━━ SUPPLIED RECORDS ━━

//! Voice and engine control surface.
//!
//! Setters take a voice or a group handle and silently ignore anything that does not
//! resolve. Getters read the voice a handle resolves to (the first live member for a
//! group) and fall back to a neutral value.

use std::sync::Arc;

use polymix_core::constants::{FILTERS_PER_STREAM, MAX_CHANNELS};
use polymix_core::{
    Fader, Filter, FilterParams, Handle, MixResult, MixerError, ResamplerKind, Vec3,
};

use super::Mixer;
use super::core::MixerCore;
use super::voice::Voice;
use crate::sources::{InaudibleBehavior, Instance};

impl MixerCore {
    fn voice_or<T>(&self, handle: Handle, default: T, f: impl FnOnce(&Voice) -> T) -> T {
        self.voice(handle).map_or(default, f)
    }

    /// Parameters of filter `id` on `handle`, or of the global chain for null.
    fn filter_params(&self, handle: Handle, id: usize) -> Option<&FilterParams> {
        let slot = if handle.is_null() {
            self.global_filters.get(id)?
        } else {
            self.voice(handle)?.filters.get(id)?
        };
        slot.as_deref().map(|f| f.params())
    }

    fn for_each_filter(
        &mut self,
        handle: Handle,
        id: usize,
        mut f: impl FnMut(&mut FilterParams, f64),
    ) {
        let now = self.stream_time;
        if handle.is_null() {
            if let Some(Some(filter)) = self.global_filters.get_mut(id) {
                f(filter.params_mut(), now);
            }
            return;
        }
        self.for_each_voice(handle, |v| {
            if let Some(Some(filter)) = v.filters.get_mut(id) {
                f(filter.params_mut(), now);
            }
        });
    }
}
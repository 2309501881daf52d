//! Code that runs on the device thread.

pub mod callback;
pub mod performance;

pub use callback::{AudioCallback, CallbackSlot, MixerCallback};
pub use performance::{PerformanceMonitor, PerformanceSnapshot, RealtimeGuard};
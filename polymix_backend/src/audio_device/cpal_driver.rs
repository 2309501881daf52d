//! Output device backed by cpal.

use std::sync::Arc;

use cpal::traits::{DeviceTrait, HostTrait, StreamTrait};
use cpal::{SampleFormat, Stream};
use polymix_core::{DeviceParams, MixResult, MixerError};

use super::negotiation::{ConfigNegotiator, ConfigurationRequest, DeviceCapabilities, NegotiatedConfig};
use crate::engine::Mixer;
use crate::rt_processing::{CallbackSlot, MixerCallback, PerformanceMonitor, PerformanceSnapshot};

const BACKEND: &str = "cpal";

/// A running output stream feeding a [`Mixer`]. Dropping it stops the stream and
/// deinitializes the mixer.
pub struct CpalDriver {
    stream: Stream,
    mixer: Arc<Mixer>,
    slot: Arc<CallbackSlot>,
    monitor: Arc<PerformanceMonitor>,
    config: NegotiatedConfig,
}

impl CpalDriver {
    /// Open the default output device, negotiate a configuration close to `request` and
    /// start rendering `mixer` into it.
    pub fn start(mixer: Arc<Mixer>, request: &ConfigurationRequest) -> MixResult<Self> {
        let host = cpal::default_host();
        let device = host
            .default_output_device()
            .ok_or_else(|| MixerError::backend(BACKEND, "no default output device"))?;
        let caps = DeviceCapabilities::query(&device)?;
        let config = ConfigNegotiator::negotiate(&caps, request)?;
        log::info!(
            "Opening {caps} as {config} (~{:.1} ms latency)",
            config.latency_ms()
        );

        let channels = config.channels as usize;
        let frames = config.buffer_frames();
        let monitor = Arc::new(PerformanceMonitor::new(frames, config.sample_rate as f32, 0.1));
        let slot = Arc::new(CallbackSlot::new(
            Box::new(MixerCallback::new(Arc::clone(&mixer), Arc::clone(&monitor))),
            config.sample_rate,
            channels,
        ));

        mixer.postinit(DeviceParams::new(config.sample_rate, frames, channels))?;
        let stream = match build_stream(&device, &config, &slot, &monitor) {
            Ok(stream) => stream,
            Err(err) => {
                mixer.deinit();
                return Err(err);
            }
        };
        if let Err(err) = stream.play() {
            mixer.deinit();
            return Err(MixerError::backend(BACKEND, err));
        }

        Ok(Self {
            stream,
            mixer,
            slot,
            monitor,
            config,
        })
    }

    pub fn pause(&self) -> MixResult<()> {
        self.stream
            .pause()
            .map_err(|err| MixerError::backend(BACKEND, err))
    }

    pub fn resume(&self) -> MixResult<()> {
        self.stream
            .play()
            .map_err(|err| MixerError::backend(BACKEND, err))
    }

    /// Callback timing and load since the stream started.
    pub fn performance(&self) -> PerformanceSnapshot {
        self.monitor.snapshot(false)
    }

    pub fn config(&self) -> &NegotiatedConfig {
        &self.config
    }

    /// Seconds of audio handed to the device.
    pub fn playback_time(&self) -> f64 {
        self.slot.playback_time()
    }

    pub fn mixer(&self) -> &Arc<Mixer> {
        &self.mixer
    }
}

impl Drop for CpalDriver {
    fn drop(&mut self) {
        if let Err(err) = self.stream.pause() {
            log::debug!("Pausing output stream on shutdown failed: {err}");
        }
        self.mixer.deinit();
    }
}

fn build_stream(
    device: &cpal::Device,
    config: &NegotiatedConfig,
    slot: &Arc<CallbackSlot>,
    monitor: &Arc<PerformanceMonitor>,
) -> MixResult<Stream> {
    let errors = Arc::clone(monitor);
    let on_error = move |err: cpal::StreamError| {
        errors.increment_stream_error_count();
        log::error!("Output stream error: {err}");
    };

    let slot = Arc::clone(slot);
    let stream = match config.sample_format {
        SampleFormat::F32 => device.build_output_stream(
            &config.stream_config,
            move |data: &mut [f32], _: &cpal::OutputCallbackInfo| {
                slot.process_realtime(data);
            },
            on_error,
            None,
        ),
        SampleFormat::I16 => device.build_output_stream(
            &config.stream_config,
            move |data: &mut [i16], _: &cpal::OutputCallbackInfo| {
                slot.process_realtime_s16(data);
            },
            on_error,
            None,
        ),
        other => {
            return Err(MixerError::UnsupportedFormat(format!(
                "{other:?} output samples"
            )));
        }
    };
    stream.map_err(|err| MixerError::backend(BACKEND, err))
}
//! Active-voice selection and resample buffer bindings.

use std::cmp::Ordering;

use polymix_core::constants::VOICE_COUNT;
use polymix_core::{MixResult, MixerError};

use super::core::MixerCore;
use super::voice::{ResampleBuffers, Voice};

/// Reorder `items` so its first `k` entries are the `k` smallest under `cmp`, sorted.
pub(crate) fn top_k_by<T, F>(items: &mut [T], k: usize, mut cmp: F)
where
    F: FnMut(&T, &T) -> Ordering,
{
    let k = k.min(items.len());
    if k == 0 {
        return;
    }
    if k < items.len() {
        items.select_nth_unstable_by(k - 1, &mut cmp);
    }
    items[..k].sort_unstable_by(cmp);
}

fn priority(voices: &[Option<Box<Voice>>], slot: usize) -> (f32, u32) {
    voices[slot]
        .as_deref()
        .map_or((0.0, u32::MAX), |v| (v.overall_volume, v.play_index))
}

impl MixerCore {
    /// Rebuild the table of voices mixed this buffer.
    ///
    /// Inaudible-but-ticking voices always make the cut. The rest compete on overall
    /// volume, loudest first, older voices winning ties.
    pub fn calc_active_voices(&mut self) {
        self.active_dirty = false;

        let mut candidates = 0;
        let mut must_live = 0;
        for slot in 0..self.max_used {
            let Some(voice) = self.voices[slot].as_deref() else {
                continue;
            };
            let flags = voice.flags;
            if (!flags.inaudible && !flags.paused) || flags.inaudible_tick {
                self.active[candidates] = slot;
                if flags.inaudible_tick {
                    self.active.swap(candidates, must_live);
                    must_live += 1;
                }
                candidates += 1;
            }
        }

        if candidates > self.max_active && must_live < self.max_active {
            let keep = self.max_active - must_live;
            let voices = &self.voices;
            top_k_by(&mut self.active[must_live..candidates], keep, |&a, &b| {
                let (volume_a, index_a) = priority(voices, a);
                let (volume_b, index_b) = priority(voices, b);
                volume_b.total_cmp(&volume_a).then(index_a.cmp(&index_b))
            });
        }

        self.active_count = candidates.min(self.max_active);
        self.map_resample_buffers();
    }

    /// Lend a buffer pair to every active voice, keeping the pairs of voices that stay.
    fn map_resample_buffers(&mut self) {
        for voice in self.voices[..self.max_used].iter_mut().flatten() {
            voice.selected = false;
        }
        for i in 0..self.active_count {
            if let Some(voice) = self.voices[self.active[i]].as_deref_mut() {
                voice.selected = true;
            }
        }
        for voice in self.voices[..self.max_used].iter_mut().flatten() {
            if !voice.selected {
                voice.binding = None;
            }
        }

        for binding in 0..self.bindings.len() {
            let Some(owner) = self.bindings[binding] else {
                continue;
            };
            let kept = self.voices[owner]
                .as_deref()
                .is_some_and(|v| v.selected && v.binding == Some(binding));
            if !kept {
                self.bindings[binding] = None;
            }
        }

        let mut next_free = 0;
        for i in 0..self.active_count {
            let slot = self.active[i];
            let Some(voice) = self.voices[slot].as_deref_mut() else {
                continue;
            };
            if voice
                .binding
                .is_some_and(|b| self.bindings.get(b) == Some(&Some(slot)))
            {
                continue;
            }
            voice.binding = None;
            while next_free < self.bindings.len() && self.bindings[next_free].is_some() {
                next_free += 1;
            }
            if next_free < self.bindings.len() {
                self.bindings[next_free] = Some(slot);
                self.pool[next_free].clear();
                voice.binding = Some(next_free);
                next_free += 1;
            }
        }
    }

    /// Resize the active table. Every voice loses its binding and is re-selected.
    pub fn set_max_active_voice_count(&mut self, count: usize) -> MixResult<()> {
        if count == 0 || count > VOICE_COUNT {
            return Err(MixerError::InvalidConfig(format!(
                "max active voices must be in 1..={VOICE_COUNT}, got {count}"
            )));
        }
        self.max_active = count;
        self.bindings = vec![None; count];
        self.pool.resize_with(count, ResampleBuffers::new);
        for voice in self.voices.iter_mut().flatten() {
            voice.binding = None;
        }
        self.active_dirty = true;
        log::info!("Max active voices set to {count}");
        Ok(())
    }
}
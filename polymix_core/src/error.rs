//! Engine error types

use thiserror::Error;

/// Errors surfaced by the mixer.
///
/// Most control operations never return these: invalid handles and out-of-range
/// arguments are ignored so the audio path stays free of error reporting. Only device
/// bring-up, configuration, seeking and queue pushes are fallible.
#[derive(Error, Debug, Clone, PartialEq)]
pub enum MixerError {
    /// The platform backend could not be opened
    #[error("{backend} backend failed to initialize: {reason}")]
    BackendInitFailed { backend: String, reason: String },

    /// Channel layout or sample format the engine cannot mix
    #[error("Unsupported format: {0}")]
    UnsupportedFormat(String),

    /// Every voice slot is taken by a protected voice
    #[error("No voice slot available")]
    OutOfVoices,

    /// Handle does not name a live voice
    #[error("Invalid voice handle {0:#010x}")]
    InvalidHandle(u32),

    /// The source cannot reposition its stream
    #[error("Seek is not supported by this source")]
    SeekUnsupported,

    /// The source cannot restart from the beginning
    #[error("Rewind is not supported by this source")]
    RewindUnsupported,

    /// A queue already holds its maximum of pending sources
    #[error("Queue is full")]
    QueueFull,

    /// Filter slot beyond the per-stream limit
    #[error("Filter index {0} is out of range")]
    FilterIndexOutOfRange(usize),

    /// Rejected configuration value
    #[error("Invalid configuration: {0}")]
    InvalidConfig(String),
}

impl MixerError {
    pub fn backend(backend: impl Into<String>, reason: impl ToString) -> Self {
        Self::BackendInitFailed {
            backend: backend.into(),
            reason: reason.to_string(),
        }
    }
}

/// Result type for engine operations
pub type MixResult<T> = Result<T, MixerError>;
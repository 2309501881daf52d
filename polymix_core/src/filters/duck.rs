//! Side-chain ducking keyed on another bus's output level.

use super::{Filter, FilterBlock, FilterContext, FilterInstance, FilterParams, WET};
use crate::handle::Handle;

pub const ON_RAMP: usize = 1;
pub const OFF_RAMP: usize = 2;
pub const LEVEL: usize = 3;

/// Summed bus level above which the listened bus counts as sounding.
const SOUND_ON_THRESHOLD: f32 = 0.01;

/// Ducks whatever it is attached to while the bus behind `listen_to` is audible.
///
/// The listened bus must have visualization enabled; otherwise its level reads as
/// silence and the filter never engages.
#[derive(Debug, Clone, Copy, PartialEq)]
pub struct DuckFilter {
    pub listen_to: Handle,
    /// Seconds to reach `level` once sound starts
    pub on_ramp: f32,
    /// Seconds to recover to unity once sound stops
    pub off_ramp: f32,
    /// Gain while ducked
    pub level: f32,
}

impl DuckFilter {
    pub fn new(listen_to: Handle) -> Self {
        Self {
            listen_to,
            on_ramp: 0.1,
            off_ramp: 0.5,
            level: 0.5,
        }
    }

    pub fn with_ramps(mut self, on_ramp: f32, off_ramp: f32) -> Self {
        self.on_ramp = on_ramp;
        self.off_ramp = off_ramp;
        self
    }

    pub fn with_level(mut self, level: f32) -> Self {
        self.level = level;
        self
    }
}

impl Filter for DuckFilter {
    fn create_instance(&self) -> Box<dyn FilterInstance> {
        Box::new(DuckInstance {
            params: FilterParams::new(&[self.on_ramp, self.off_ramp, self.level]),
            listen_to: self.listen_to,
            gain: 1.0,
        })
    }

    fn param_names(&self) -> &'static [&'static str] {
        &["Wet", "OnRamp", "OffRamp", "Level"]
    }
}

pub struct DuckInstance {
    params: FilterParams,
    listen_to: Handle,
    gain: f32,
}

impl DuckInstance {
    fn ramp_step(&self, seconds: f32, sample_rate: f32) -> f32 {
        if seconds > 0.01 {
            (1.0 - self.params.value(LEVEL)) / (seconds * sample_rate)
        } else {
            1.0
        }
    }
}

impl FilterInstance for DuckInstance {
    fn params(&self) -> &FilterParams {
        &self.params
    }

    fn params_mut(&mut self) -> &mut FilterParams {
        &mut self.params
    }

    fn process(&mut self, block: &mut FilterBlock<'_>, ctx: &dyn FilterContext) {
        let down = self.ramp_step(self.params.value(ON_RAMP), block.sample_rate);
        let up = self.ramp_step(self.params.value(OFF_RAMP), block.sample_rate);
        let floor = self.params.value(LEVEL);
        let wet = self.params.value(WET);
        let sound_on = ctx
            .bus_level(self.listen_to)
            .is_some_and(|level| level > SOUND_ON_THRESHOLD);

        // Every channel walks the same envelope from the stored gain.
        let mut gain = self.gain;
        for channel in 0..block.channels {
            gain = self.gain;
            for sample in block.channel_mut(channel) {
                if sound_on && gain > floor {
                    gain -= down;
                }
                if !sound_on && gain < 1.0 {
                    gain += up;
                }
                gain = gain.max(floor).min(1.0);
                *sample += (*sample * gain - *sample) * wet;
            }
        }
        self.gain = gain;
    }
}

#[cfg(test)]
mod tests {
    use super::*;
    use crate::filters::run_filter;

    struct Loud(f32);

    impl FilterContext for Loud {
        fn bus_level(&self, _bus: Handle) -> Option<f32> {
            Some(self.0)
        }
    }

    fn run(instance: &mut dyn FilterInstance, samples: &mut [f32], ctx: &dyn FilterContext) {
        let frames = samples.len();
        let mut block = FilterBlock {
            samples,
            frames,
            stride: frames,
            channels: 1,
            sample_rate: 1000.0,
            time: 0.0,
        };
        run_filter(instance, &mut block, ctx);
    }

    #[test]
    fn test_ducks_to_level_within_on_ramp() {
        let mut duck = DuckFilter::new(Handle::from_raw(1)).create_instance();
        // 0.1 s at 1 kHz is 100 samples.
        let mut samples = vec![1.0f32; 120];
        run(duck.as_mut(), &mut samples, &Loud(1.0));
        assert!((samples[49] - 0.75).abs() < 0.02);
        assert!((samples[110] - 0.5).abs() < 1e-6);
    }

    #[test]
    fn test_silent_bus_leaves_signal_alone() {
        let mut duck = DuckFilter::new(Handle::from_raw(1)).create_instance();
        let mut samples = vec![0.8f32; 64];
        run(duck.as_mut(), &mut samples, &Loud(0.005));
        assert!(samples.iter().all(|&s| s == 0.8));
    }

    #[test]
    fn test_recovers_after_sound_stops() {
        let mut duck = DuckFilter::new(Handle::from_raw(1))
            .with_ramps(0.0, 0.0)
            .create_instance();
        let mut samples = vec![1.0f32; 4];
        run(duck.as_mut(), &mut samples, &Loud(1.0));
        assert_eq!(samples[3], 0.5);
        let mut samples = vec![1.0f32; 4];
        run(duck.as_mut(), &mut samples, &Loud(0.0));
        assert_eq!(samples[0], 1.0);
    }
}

━━━

■ TO DO ■
When a line of the data holds the string "PartialEq", pick it out and copy it.

■ EXERCISE OUTPUT ■
#[derive(Error, Debug, Clone, PartialEq)]
#[derive(Debug, Clone, Copy, PartialEq)]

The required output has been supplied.